Quelques remarques (avant que ça se confonde avec la Walkyrie demain) :
- première merveille : la beauté de l'orchestre. Dès l'évocation initiale des flots du Rhin, il y a la richesse des timbres, la fusion progressive des lignes répétées et superposées, les thèmes qui semblent sourdre des profondeurs (le genre de chose qu'on n'entend pas aussi bien au disque confirme Zvezdo)
- des passages longuets (la scène de ménage Fricka/Wotan, dieux discrédités dès leur première apparition) mais d'autres qui donnent envie de revenir (le Rhin, le récit de Loge, la fatigue des Dieux, les forges des Nibelungen, les transformations d'Alberich, la malédiction de l'anneau ...)
- le mode récapitulatif : quand Wagner a mis en scène une action il oublie rarement d'en faire le récit un peu plus tard. Par exemple à la scène 3, premier épisode, Mime se fait battre comme plâtre par Alberich devenu invisible, deuxième épisode, Mime détaille sa mésaventure à Wotan et Loge. Dès la scène 2, Loge décrit les événements qui se sont déroulés à la scène 1. Mais en l'occurence c'est un des plus beaux passages de l'opéra grâce à l'enchaînement des letimotive : ils font passer dans le récit les étincelles du dieu du Feu qui parcourt le monde, puis les miroitements des eaux du Rhin, puis l'éclat de l'or qui allume la convoitise des dieux et des géants
- le mode prophétique : pendant du précédent. La renonciation d'Alberich, la malédiction de l'anneau, la prophétie d'Erda.

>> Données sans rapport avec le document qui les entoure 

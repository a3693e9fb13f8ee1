//! Audit log operations.
//!
//! Append-only persistence and bounded retrieval of invocation log records.
//! Entries are written by the invocation engine and read back for display;
//! nothing ever updates or deletes them.

use std::sync::Arc;

use auth_session::Session;
use record_store::{InvocationLogRecord, InvocationLogStore, StorageError, WebhookId};
use tracing::debug;

use crate::errors::{RegistryResult, ValidationError};

#[cfg(test)]
#[path = "audit_tests.rs"]
mod tests;

/// Default bound for log retrieval.
pub const DEFAULT_LOG_LIMIT: usize = 100;

/// Append-only view over the invocation log store.
pub struct AuditLog {
    /// Store holding the log records
    store: Arc<dyn InvocationLogStore>,
}

impl AuditLog {
    /// Creates an audit log over the given store.
    pub fn new(store: Arc<dyn InvocationLogStore>) -> Self {
        Self { store }
    }

    /// Appends one log record. Every call stores exactly one record.
    ///
    /// # Errors
    /// Returns the store's [`StorageError`] unchanged; the engine decides
    /// how to surface it relative to the invocation outcome.
    pub async fn append(&self, entry: InvocationLogRecord) -> Result<(), StorageError> {
        debug!(entry_id = %entry.id, status = %entry.status, "appending audit entry");
        self.store.append(entry).await
    }

    /// Returns the caller's most recent entries, newest first, truncated to
    /// `limit`.
    ///
    /// An owner with no entries gets an empty vector, not an error.
    ///
    /// # Errors
    /// Fails validation when `limit` is zero; a bound of at least one is
    /// required.
    pub async fn recent(
        &self,
        session: &Session,
        limit: usize,
    ) -> RegistryResult<Vec<InvocationLogRecord>> {
        Self::check_limit(limit)?;
        let records = self
            .store
            .recent_for_owner(session.owner().as_str(), limit)
            .await?;
        Ok(records)
    }

    /// Returns the caller's entries for one webhook, newest first,
    /// truncated to `limit`.
    ///
    /// Works for deleted definitions too: the webhook id on a log record is
    /// a weak reference and stays queryable after the definition is gone.
    ///
    /// # Errors
    /// Fails validation when `limit` is zero.
    pub async fn for_webhook(
        &self,
        session: &Session,
        webhook_id: WebhookId,
        limit: usize,
    ) -> RegistryResult<Vec<InvocationLogRecord>> {
        Self::check_limit(limit)?;
        let records = self
            .store
            .for_webhook(session.owner().as_str(), webhook_id, limit)
            .await?;
        Ok(records)
    }

    fn check_limit(limit: usize) -> Result<(), ValidationError> {
        if limit == 0 {
            return Err(ValidationError::invalid_format(
                "limit",
                "must be at least 1",
            ));
        }
        Ok(())
    }
}
//! Error types for record store operations.

#[cfg(test)]
#[path = "errors_tests.rs"]
mod tests;

/// Errors produced by a record store implementation.
///
/// Store errors are deliberately coarse: the core reports them to the end
/// user as a generic storage failure, but the detail string is preserved for
/// logs and diagnostics.
#[derive(Debug, thiserror::Error)]
pub enum StorageError {
    /// The store refused or failed to persist a record.
    #[error("Record store rejected the write: {0}")]
    WriteRejected(String),

    /// The store failed to produce the requested records.
    #[error("Record store read failed: {0}")]
    ReadFailed(String),
}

Le passé se récapitule, l'avenir s'annonce. (Tout cela serait lettre morte sans la musique qui projette dans le présent toute la richesse rétrospective des opéras à venir : par exemple le thème du Crépuscule des Dieux dans la scène d'Erda).
- le motif du Tarnhelm : le plus impressionnant des thèmes de l'Anneau du Nibelung ? associé au casque magique, celui qui permet les métamorphoses. Il domine la scène des transformations d'Alberich. Une musique sinistre et incertaine comme un souffle des profondeurs, un déferlement de brumes. -
Jour J
Dilettantisme : pas révisé, pas relu ce qu'en disent Proust, Debussy ou Nietzsche, pas relu l'Edda, pas lu le livret, ni le Chant des Niebelungen, ni le Capital, ni le Monde comme volonté et comme représentation, pas comparé les versions Solti, Haitink, Karajan, Boulez, Knappertbusch, Böhm ou Furtwängler, pas entendu les interviews de Bob Wilson, ni de Christoph Eschenbach, passé ces dernières semaines à écouter du Wolf et du Mozart, etc. Mais mieux vaut ne pas le dire, il faudra en parler demain.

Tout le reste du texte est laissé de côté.